> Work task:
Word for word, transcribe every line below.
______________________________
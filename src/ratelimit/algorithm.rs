//! Algorithm selection and the per-check window state.

use std::collections::VecDeque;
use std::fmt::Debug;

use serde::{Deserialize, Serialize};

use super::fixed_window::FixedWindow;
use super::leaky_bucket::LeakyBucket;
use super::sliding_window::SlidingWindow;
use super::token_bucket::TokenBucket;
use crate::key::ProtectionKey;

/// Slack for floating-point bucket arithmetic.
pub(crate) const EPSILON: f64 = 1e-9;

/// Rate limiting algorithm tag.
#[derive(Debug, Clone, Copy, PartialEq, Eq, Hash, Default, Serialize, Deserialize)]
#[serde(rename_all = "snake_case")]
pub enum Algorithm {
    /// Timestamp log over a rolling window
    #[default]
    SlidingWindow,
    /// Counter per discrete window
    FixedWindow,
    /// Refilling bucket, tolerates bursts up to capacity
    TokenBucket,
    /// Draining queue, strict average rate
    LeakyBucket,
}

impl Algorithm {
    /// The strategy object implementing this algorithm.
    pub fn strategy(&self) -> &'static dyn RateAlgorithm {
        match self {
            Algorithm::SlidingWindow => &SlidingWindow,
            Algorithm::FixedWindow => &FixedWindow,
            Algorithm::TokenBucket => &TokenBucket,
            Algorithm::LeakyBucket => &LeakyBucket,
        }
    }

    pub fn all() -> [Algorithm; 4] {
        [
            Algorithm::SlidingWindow,
            Algorithm::FixedWindow,
            Algorithm::TokenBucket,
            Algorithm::LeakyBucket,
        ]
    }
}

impl std::fmt::Display for Algorithm {
    fn fmt(&self, f: &mut std::fmt::Formatter<'_>) -> std::fmt::Result {
        let name = match self {
            Algorithm::SlidingWindow => "sliding_window",
            Algorithm::FixedWindow => "fixed_window",
            Algorithm::TokenBucket => "token_bucket",
            Algorithm::LeakyBucket => "leaky_bucket",
        };
        f.write_str(name)
    }
}

/// Bucket tuning for the token and leaky bucket algorithms.
#[derive(Debug, Clone, Copy, PartialEq, Default, Serialize, Deserialize)]
pub struct AlgorithmParams {
    /// Bucket size; defaults to the permit count
    #[serde(default)]
    pub capacity: Option<f64>,
    /// Refill (or leak) rate per second; defaults to permits / window
    #[serde(default)]
    pub refill_rate: Option<f64>,
}

/// One fully parameterized check, as handed to a store.
#[derive(Debug, Clone, PartialEq)]
pub struct WindowRequest {
    pub algorithm: Algorithm,
    pub permits: u64,
    pub window_ms: u64,
    /// Bucket capacity
    pub capacity: f64,
    /// Refill or leak rate, units per second
    pub rate: f64,
    pub now_ms: i64,
    /// Unique member id for timestamp logs
    pub member: String,
    /// Separator of the key builder that produced the check's key
    pub separator: String,
}

/// Outcome of a rate limit check.
#[derive(Debug, Clone, PartialEq, Eq, Serialize, Deserialize)]
pub struct RateLimitDecision {
    pub allowed: bool,
    pub limit: u64,
    pub remaining: u64,
    /// When the window (or bucket) is back to full, epoch ms
    pub reset_at_ms: i64,
    /// How long to wait before a retry can succeed; zero when allowed
    pub retry_after_ms: u64,
}

impl RateLimitDecision {
    /// Decision used when no limit applies.
    pub fn unlimited(now_ms: i64) -> Self {
        Self {
            allowed: true,
            limit: u64::MAX,
            remaining: u64::MAX,
            reset_at_ms: now_ms,
            retry_after_ms: 0,
        }
    }

    /// Whole seconds to wait, rounded up.
    pub fn retry_after_secs(&self) -> u64 {
        self.retry_after_ms.div_ceil(1000)
    }
}

/// Per-key algorithm state kept by the in-process store.
#[derive(Debug, Clone, PartialEq)]
pub enum WindowState {
    /// Fixed window count for the window encoded in the state key
    Counter { count: u64 },
    /// Admitted request timestamps, oldest first
    Log(VecDeque<i64>),
    /// Token bucket
    Bucket { tokens: f64, last_refill_ms: i64 },
    /// Leaky bucket
    Queue { level: f64, last_leak_ms: i64 },
}

/// A rate limiting algorithm.
///
/// Each algorithm has two renditions of the same read-modify-write: `apply`
/// for stores that serialize access per key in-process, and a Lua script
/// for the distributed store. Both must produce identical decisions.
///
/// Script calling convention: `KEYS[1]` is the state key; `ARGV` is
/// `now_ms, window_ms, permits, capacity, rate, member, ttl_ms` and the
/// script returns `{allowed, remaining, reset_at_ms, retry_after_ms}`.
pub trait RateAlgorithm: Send + Sync + Debug {
    fn kind(&self) -> Algorithm;

    /// Store key holding this algorithm's state for a request.
    fn state_key(&self, key: &ProtectionKey, _request: &WindowRequest) -> String {
        key.as_str().to_string()
    }

    /// Idle time after which the state is equivalent to fresh state.
    fn state_ttl_ms(&self, request: &WindowRequest) -> u64;

    /// Apply one check to the current state.
    fn apply(
        &self,
        state: Option<WindowState>,
        request: &WindowRequest,
    ) -> (WindowState, RateLimitDecision);

    /// Lua source of the atomic server-side rendition.
    fn script(&self) -> &'static str;
}

/// Milliseconds to move `amount` units at `rate` units per second.
pub(crate) fn millis_for(amount: f64, rate: f64) -> u64 {
    if amount <= EPSILON {
        return 0;
    }
    if rate <= 0.0 {
        return u64::MAX;
    }
    (amount * 1000.0 / rate).ceil() as u64
}

#[cfg(test)]
pub(crate) fn request(algorithm: Algorithm, permits: u64, window_secs: u64, now_ms: i64) -> WindowRequest {
    WindowRequest {
        algorithm,
        permits,
        window_ms: window_secs.saturating_mul(1000),
        capacity: permits as f64,
        rate: permits as f64 / window_secs as f64,
        now_ms,
        member: uuid::Uuid::new_v4().to_string(),
        separator: crate::key::DEFAULT_SEPARATOR.to_string(),
    }
}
______________________________
> Answer space:
filename src/ratelimit/algorithm.rs
//! Algorithm selection and the per-check window state.

use std::collections::VecDeque;
use std::fmt::Debug;

use serde::{Deserialize, Serialize};

use super::fixed_window::FixedWindow;
use super::leaky_bucket::LeakyBucket;
use super::sliding_window::SlidingWindow;
use super::token_bucket::TokenBucket;
use crate::key::ProtectionKey;

/// Slack for floating-point bucket arithmetic.
pub(crate) const EPSILON: f64 = 1e-9;

/// Rate limiting algorithm tag.
#[derive(Debug, Clone, Copy, PartialEq, Eq, Hash, Default, Serialize, Deserialize)]
#[serde(rename_all = "snake_case")]
pub enum Algorithm {
    /// Timestamp log over a rolling window
    #[default]
    SlidingWindow,
    /// Counter per discrete window
    FixedWindow,
    /// Refilling bucket, tolerates bursts up to capacity
    TokenBucket,
    /// Draining queue, strict average rate
    LeakyBucket,
}

impl Algorithm {
    /// The strategy object implementing this algorithm.
    pub fn strategy(&self) -> &'static dyn RateAlgorithm {
        match self {
            Algorithm::SlidingWindow => &SlidingWindow,
            Algorithm::FixedWindow => &FixedWindow,
            Algorithm::TokenBucket => &TokenBucket,
            Algorithm::LeakyBucket => &LeakyBucket,
        }
    }

    pub fn all() -> [Algorithm; 4] {
        [
            Algorithm::SlidingWindow,
            Algorithm::FixedWindow,
            Algorithm::TokenBucket,
            Algorithm::LeakyBucket,
        ]
    }
}

impl std::fmt::Display for Algorithm {
    fn fmt(&self, f: &mut std::fmt::Formatter<'_>) -> std::fmt::Result {
        let name = match self {
            Algorithm::SlidingWindow => "sliding_window",
            Algorithm::FixedWindow => "fixed_window",
            Algorithm::TokenBucket => "token_bucket",
            Algorithm::LeakyBucket => "leaky_bucket",
        };
        f.write_str(name)
    }
}

/// Bucket tuning for the token and leaky bucket algorithms.
#[derive(Debug, Clone, Copy, PartialEq, Default, Serialize, Deserialize)]
pub struct AlgorithmParams {
    /// Bucket size; defaults to the permit count
    #[serde(default)]
    pub capacity: Option<f64>,
    /// Refill (or leak) rate per second; defaults to permits / window
    #[serde(default)]
    pub refill_rate: Option<f64>,
}

/// One fully parameterized check, as handed to a store.
#[derive(Debug, Clone, PartialEq)]
pub struct WindowRequest {
    pub algorithm: Algorithm,
    pub permits: u64,
    pub window_ms: u64,
    /// Bucket capacity
    pub capacity: f64,
    /// Refill or leak rate, units per second
    pub rate: f64,
    pub now_ms: i64,
    /// Unique member id for timestamp logs
    pub member: String,
    /// Separator of the key builder that produced the check's key
    pub separator: String,
}

/// Outcome of a rate limit check.
#[derive(Debug, Clone, PartialEq, Eq, Serialize, Deserialize)]
pub struct RateLimitDecision {
    pub allowed: bool,
    pub limit: u64,
    pub remaining: u64,
    /// When the window (or bucket) is back to full, epoch ms
    pub reset_at_ms: i64,
    /// How long to wait before a retry can succeed; zero when allowed
    pub retry_after_ms: u64,
}

impl RateLimitDecision {
    /// Decision used when no limit applies.
    pub fn unlimited(now_ms: i64) -> Self {
        Self {
            allowed: true,
            limit: u64::MAX,
            remaining: u64::MAX,
            reset_at_ms: now_ms,
            retry_after_ms: 0,
        }
    }

    /// Whole seconds to wait, rounded up.
    pub fn retry_after_secs(&self) -> u64 {
        self.retry_after_ms.div_ceil(1000)
    }
}

/// Per-key algorithm state kept by the in-process store.
#[derive(Debug, Clone, PartialEq)]
pub enum WindowState {
    /// Fixed window count for the window encoded in the state key
    Counter { count: u64 },
    /// Admitted request timestamps, oldest first
    Log(VecDeque<i64>),
    /// Token bucket
    Bucket { tokens: f64, last_refill_ms: i64 },
    /// Leaky bucket
    Queue { level: f64, last_leak_ms: i64 },
}

/// A rate limiting algorithm.
///
/// Each algorithm has two renditions of the same read-modify-write: `apply`
/// for stores that serialize access per key in-process, and a Lua script
/// for the distributed store. Both must produce identical decisions.
///
/// Script calling convention: `KEYS[1]` is the state key; `ARGV` is
/// `now_ms, window_ms, permits, capacity, rate, member, ttl_ms` and the
/// script returns `{allowed, remaining, reset_at_ms, retry_after_ms}`.
pub trait RateAlgorithm: Send + Sync + Debug {
    fn kind(&self) -> Algorithm;

    /// Store key holding this algorithm's state for a request.
    fn state_key(&self, key: &ProtectionKey, _request: &WindowRequest) -> String {
        key.as_str().to_string()
    }

    /// Idle time after which the state is equivalent to fresh state.
    fn state_ttl_ms(&self, request: &WindowRequest) -> u64;

    /// Apply one check to the current state.
    fn apply(
        &self,
        state: Option<WindowState>,
        request: &WindowRequest,
    ) -> (WindowState, RateLimitDecision);

    /// Lua source of the atomic server-side rendition.
    fn script(&self) -> &'static str;
}

/// Milliseconds to move `amount` units at `rate` units per second.
pub(crate) fn millis_for(amount: f64, rate: f64) -> u64 {
    if amount <= EPSILON {
        return 0;
    }
    if rate <= 0.0 {
        return u64::MAX;
    }
    (amount * 1000.0 / rate).ceil() as u64
}

#[cfg(test)]
pub(crate) fn request(algorithm: Algorithm, permits: u64, window_secs: u64, now_ms: i64) -> WindowRequest {
    WindowRequest {
        algorithm,
        permits,
        window_ms: window_secs.saturating_mul(1000),
        capacity: permits as f64,
        rate: permits as f64 / window_secs as f64,
        now_ms,
        member: uuid::Uuid::new_v4().to_string(),
        separator: crate::key::DEFAULT_SEPARATOR.to_string(),
    }
}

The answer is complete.